To follow the transcriptional control of the genes CYCD3;1, CDKB1;1 and RNR2, their promoter regions were cloned and fused to a GUS‐GFP reporter. The activity of these promoters was analysed by measuring β‐glucuronidase (GUS) activity after transfection into Arabidopsis protoplasts derived from a suspension culture. As the growth hormone, auxin positively regulates the cell cycle, these experiments were carried out in either the absence or the presence of auxin. When no auxin was added, the promoters had no, or a very low residual activity. With the addition of the hormone, the activity rose to different levels depending on the promoter used (Figure 5C–E). These results show that exogenously applied auxin stimulates the expression of these cell cycle regulated promoters in cultured cells.
To investigate the effect of elevated StEBP1 expression a construct of StEBP1 under the control of 35S CaMV promoter was cotransfected with plasmids carrying CYCD3;1, CDKB1;1 and RNR2 promoters fused to the GUS reporter gene (Figure 5C–F). In all cases, in the presence of auxin and an excess of StEBP1, a further increase of GUS activity was found when compared to applying auxin alone. In contrast, StEBP1 overexpression did not alter the promoter activities when cells were cultured in the absence of auxin (Figure 5C–F).
Subsequently, the requirement of AtEBP1 in the auxin‐dependent activation of cell cycle promoters was tested. For this, the expression of the AtEBP1 was silenced using the AtEBP1(RNAi) construct. We found that silencing of AtEBP1 completely abolished the activation of RNR2 promoter by auxin (Figure 5E), indicating that AtEBP1 is required for the auxin‐dependent promoter activity. To analyse the dose dependency, quantity of StEBP1 was varied by transfecting increasing amounts (5, 10 and 15 μg) of StEBP1 plasmid with the RNR2‐promoter construct into cells cultured with auxin (Figure 5F). This transfection series resulted in a corresponding accumulation of StEBP1 protein (Figure 5F, inset) and a proportional activation of the promoter activity (Figure 5F).
As auxin was required for EBP1 to regulate the expression of cell cycle promoters, we examined its effect on EBP1 protein level. We found that EBP1 protein accumulated in the presence of auxin, whereas it was hardly detectable in cells cultured for 2 days in its absence, despite of being expressed under the control of the constitutive 35S CaMV promoter (Figure 6A). To study post‐translational regulation, cells were cultured for a shorter 16 h period either in the presence or absence of auxin, and subsequently the de novo synthesis of proteins was blocked using cycloheximide (CHX). At this time point (T0), the difference in EBP1 levels in the presence or absence of auxin was smaller than after 48 h (Figure 6A and B). In cells cultured with auxin, the EBP1 level remained unchanged for the course of the CHX experiment, whereas without auxin EBP1 decreased with an estimated half‐life of 1 h (Figure 6B). In summary, EBP1 protein level alters in accordance with presence of the growth promoting hormone, auxin.
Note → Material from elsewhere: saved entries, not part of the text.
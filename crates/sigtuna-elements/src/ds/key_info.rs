#![forbid(unsafe_code)]

use crate::ds::{KeyName, KeyValue, RetrievalMethod, X509Data};
use crate::xenc::{EncryptedData, EncryptedKey};
use sigtuna_core::{ns, Error, Result};
use sigtuna_xml::{element_children, optional_attribute, Chunk, XmlElement, XmlNode};

/// One child of a `ds:KeyInfo` element.
#[derive(Debug, Clone, PartialEq, Eq)]
pub enum KeyInfoEntry {
    KeyName(KeyName),
    KeyValue(KeyValue),
    RetrievalMethod(RetrievalMethod),
    X509Data(X509Data),
    EncryptedData(EncryptedData),
    EncryptedKey(EncryptedKey),
    /// Anything else: unknown names inside a recognized namespace, or
    /// truly foreign content.
    Other(Chunk),
}

impl KeyInfoEntry {
    /// The namespace this entry serializes under, used to split entries
    /// into the DSig group and the rest.
    pub fn namespace(&self) -> Option<&str> {
        match self {
            Self::KeyName(_)
            | Self::KeyValue(_)
            | Self::RetrievalMethod(_)
            | Self::X509Data(_) => Some(ns::DSIG),
            Self::EncryptedData(_) | Self::EncryptedKey(_) => Some(ns::ENC),
            Self::Other(chunk) => chunk.namespace(),
        }
    }

    fn to_xml(&self) -> XmlNode {
        match self {
            Self::KeyName(e) => e.to_xml(),
            Self::KeyValue(e) => e.to_xml(),
            Self::RetrievalMethod(e) => e.to_xml(),
            Self::X509Data(e) => e.to_xml(),
            Self::EncryptedData(e) => e.to_xml(),
            Self::EncryptedKey(e) => e.to_xml(),
            Self::Other(chunk) => chunk.to_xml(),
        }
    }
}

/// A `ds:KeyInfo` element.
///
/// Must contain at least one child. Children are stored in two groups:
/// DSig-namespaced entries first, everything else after; serialization
/// emits the groups back to back. The optional `Id` attribute is kept but
/// its uniqueness is not enforced here.
#[derive(Debug, Clone, PartialEq, Eq)]
pub struct KeyInfo {
    dsig_elements: Vec<KeyInfoEntry>,
    elements: Vec<KeyInfoEntry>,
    id: Option<String>,
}

impl KeyInfo {
    pub fn new(info: Vec<KeyInfoEntry>, id: Option<String>) -> Result<Self> {
        if info.is_empty() {
            return Err(Error::InvalidArgument("ds:KeyInfo cannot be empty".into()));
        }

        let mut dsig_elements = Vec::new();
        let mut elements = Vec::new();
        for entry in info {
            if entry.namespace() == Some(ns::DSIG) {
                dsig_elements.push(entry);
            } else {
                elements.push(entry);
            }
        }

        Ok(Self {
            dsig_elements,
            elements,
            id,
        })
    }

    pub fn id(&self) -> Option<&str> {
        self.id.as_deref()
    }

    /// DSig-namespaced entries, in document order within the group.
    pub fn dsig_elements(&self) -> &[KeyInfoEntry] {
        &self.dsig_elements
    }

    /// All other entries, including XML-Enc and foreign content.
    pub fn elements(&self) -> &[KeyInfoEntry] {
        &self.elements
    }

    /// All entries in serialization order.
    pub fn info(&self) -> impl Iterator<Item = &KeyInfoEntry> {
        self.dsig_elements.iter().chain(&self.elements)
    }
}

impl XmlElement for KeyInfo {
    const NAMESPACE: &'static str = ns::DSIG;
    const PREFIX: &'static str = ns::DSIG_PREFIX;
    const LOCAL_NAME: &'static str = ns::node::KEY_INFO;

    fn from_xml(node: roxmltree::Node<'_, '_>) -> Result<Self> {
        Self::expect_element(&node)?;
        let id = optional_attribute(node, ns::attr::ID);

        // Every child is classified; a foreign-namespace child never
        // terminates the scan, so later siblings always survive the
        // round trip.
        let mut info = Vec::new();
        for child in element_children(node) {
            let entry = match child.tag_name().namespace() {
                Some(ns::DSIG) => match child.tag_name().name() {
                    ns::node::KEY_NAME => KeyInfoEntry::KeyName(KeyName::from_xml(child)?),
                    ns::node::KEY_VALUE => KeyInfoEntry::KeyValue(KeyValue::from_xml(child)?),
                    ns::node::RETRIEVAL_METHOD => {
                        KeyInfoEntry::RetrievalMethod(RetrievalMethod::from_xml(child)?)
                    }
                    ns::node::X509_DATA => KeyInfoEntry::X509Data(X509Data::from_xml(child)?),
                    _ => KeyInfoEntry::Other(Chunk::from_node(child)),
                },
                Some(ns::ENC) => match child.tag_name().name() {
                    ns::node::ENCRYPTED_DATA => {
                        KeyInfoEntry::EncryptedData(EncryptedData::from_xml(child)?)
                    }
                    ns::node::ENCRYPTED_KEY => {
                        KeyInfoEntry::EncryptedKey(EncryptedKey::from_xml(child)?)
                    }
                    _ => KeyInfoEntry::Other(Chunk::from_node(child)),
                },
                _ => KeyInfoEntry::Other(Chunk::from_node(child)),
            };
            info.push(entry);
        }

        Self::new(info, id)
    }

    fn to_xml(&self) -> XmlNode {
        let mut e = Self::element();
        if let Some(id) = &self.id {
            e.set_attribute(ns::attr::ID, id);
        }
        for entry in self.info() {
            e.append(entry.to_xml());
        }
        e
    }
}

#[cfg(test)]
mod tests {
    use super::*;
    use sigtuna_xml::parse_document;

    const DSIG_NS: &str = "http://www.w3.org/2000/09/xmldsig#";

    fn foreign_chunk(xml: &str) -> Chunk {
        let doc = roxmltree::Document::parse(xml).unwrap();
        Chunk::from_node(doc.root_element())
    }

    #[test]
    fn test_empty_key_info_rejected() {
        assert!(matches!(
            KeyInfo::new(Vec::new(), None).unwrap_err(),
            Error::InvalidArgument(_)
        ));
        let xml = format!("<ds:KeyInfo xmlns:ds=\"{DSIG_NS}\"/>");
        let doc = parse_document(&xml).unwrap();
        assert!(KeyInfo::from_xml(doc.root_element()).is_err());
    }

    #[test]
    fn test_single_typed_child_suffices() {
        let key_info = KeyInfo::new(
            vec![KeyInfoEntry::KeyName(KeyName::new("testkey"))],
            Some("abc123".into()),
        )
        .unwrap();
        assert_eq!(key_info.id(), Some("abc123"));
        assert_eq!(key_info.dsig_elements().len(), 1);
        assert!(key_info.elements().is_empty());
    }

    #[test]
    fn test_single_foreign_child_suffices() {
        let chunk = foreign_chunk("<f:Key xmlns:f=\"urn:foreign\">x</f:Key>");
        let key_info = KeyInfo::new(vec![KeyInfoEntry::Other(chunk)], None).unwrap();
        assert!(key_info.dsig_elements().is_empty());
        assert_eq!(key_info.elements().len(), 1);
    }

    #[test]
    fn test_dispatch_by_namespace_and_name() {
        let xml = format!(
            "<ds:KeyInfo xmlns:ds=\"{DSIG_NS}\" Id=\"ki\">\
             <ds:KeyName>k1</ds:KeyName>\
             <ds:MgmtData>legacy</ds:MgmtData>\
             <f:Custom xmlns:f=\"urn:foreign\">x</f:Custom>\
             <ds:X509Data><ds:X509Certificate>MTIzNA==</ds:X509Certificate></ds:X509Data>\
             </ds:KeyInfo>"
        );
        let doc = parse_document(&xml).unwrap();
        let key_info = KeyInfo::from_xml(doc.root_element()).unwrap();

        // KeyName, unknown-DSig MgmtData and X509Data land in the DSig
        // group; the foreign child goes to the other group. The sibling
        // after the foreign child is not dropped.
        assert_eq!(key_info.dsig_elements().len(), 3);
        assert!(matches!(
            key_info.dsig_elements()[0],
            KeyInfoEntry::KeyName(_)
        ));
        assert!(matches!(key_info.dsig_elements()[1], KeyInfoEntry::Other(_)));
        assert!(matches!(
            key_info.dsig_elements()[2],
            KeyInfoEntry::X509Data(_)
        ));
        assert_eq!(key_info.elements().len(), 1);
    }

    #[test]
    fn test_serialization_groups_dsig_first() {
        let chunk = foreign_chunk("<f:Custom xmlns:f=\"urn:foreign\">x</f:Custom>");
        let key_info = KeyInfo::new(
            vec![
                KeyInfoEntry::Other(chunk),
                KeyInfoEntry::KeyName(KeyName::new("k1")),
            ],
            None,
        )
        .unwrap();
        let rendered = key_info.render();
        let key_name_at = rendered.find("ds:KeyName").unwrap();
        let custom_at = rendered.find("f:Custom").unwrap();
        assert!(key_name_at < custom_at);
    }

    #[test]
    fn test_round_trip() {
        let key_info = KeyInfo::new(
            vec![
                KeyInfoEntry::KeyName(KeyName::new("testkey")),
                KeyInfoEntry::Other(foreign_chunk(
                    "<f:Custom xmlns:f=\"urn:foreign\" a=\"1\"><f:Sub/></f:Custom>",
                )),
            ],
            Some("ki-1".into()),
        )
        .unwrap();

        let rendered = key_info.render();
        let doc = parse_document(&rendered).unwrap();
        let reparsed = KeyInfo::from_xml(doc.root_element()).unwrap();
        assert_eq!(reparsed.id(), Some("ki-1"));
        assert_eq!(reparsed.render(), rendered);
    }

    #[test]
    fn test_encrypted_key_dispatch() {
        let xml = format!(
            "<ds:KeyInfo xmlns:ds=\"{DSIG_NS}\">\
             <xenc:EncryptedKey xmlns:xenc=\"http://www.w3.org/2001/04/xmlenc#\">\
             <xenc:CipherData><xenc:CipherValue>c2VjcmV0</xenc:CipherValue>\
             </xenc:CipherData></xenc:EncryptedKey></ds:KeyInfo>"
        );
        let doc = parse_document(&xml).unwrap();
        let key_info = KeyInfo::from_xml(doc.root_element()).unwrap();
        assert!(key_info.dsig_elements().is_empty());
        assert!(matches!(
            key_info.elements()[0],
            KeyInfoEntry::EncryptedKey(_)
        ));

        let rendered = key_info.render();
        let doc = parse_document(&rendered).unwrap();
        assert_eq!(KeyInfo::from_xml(doc.root_element()).unwrap().render(), rendered);
    }
}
The promoters of the cell cycle genes examined are thought to be regulated by the E2F transcription factors and repressed by the RBR1 pathway (Chaboute et al, 2000; Boudolf et al, 2004). Therefore, we tested RBR1 protein level in Arabidopsis suspension cells and transgenic plants with altered EBP1 level (Figure 6C and D, respectively). We found that the overexpression of EBP1 in Arabidopsis cells dose‐dependently reduced the endogenous RBR1 protein (Figure 6C). In contrast, the Atebp1(RNAi) plants had a consistently elevated RBR1 protein accumulation that was paralleled with the reduction of the CDKB1;1 (Figure 6D). The negative regulation of RBR1 level by EBP1 could provide the mechanism where modulated EBP1 level influences cell cycle promoters, and thus cell proliferation in leaves.
EBP1 is a conserved nucleolar protein
In human cells, the EBP1 protein was shown to be part of ribonucleoprotein complexes binding to rRNA precursors and small nucleolar RNA species in the nucleoli, and to mature rRNAs of ribosomes. HsEBP1 was suggested to regulate the production and assembly of translational machinery and to regulate translation in response to cellular stresses (Squatrito et al, 2004, 2006). The plant EBP1 protein shows a remarkably high structural conservation to the human counterpart and contains all the essential sequences shown to be required for the nuclear and nucleolar transport and retention, and for efficient binding to rRNA species in humans. Proteomics of the Arabidopsis nucleolus also identified AtEBP1 as a nucleolar protein (Pendle et al, 2005). We have screened for StEBP1 interacting proteins using a stolon‐derived yeast two‐hybrid cDNA library and found numerous putative interactors that relate to ribosome biogenesis (Horvath, unpublished results). These proteins include components of the 60S ribosomal subunit, such as the proteins L6, L7 and the elongation factor EF1A. Putative homologues of the StEBP1 interacting partners were also identified as part of the HsEBP1 complex in human cells (Squatrito et al, 2004). The nucleolar localisation and the interaction with ribosome biogenesis factors suggest a conserved function for EBP1 in regulation of protein synthesis and cell growth.
Expression of EBP1 correlates with active growth and protein biosynthesis
We identified Stebp1 as an early tuberisation‐induced transcript. However, its expression is not restricted to the developing tuber, but is present in all actively growing organs. Analysis of publicly available microarray data for expression of the Arabidopsis homologue, AtEBP1, also demonstrates a convincing connection with cell growth and cell division. AtEBP1 expression is rapidly induced by sucrose and correlates with the proliferation of cell cultures (Zimmermann et al, 2004; Menges et al, 2005). Furthermore, we have found that genes coregulated with AtEBP1 code for proteins implicated in protein synthesis, such as nucleolin, fibrillarin, ribosomal proteins and translational initiation factors (Supplementary Table 1), suggesting that EBP1 is part of a regulatory network previously described as the ribosomal biogenesis regulon in yeast (Jorgensen and Tyers, 2004).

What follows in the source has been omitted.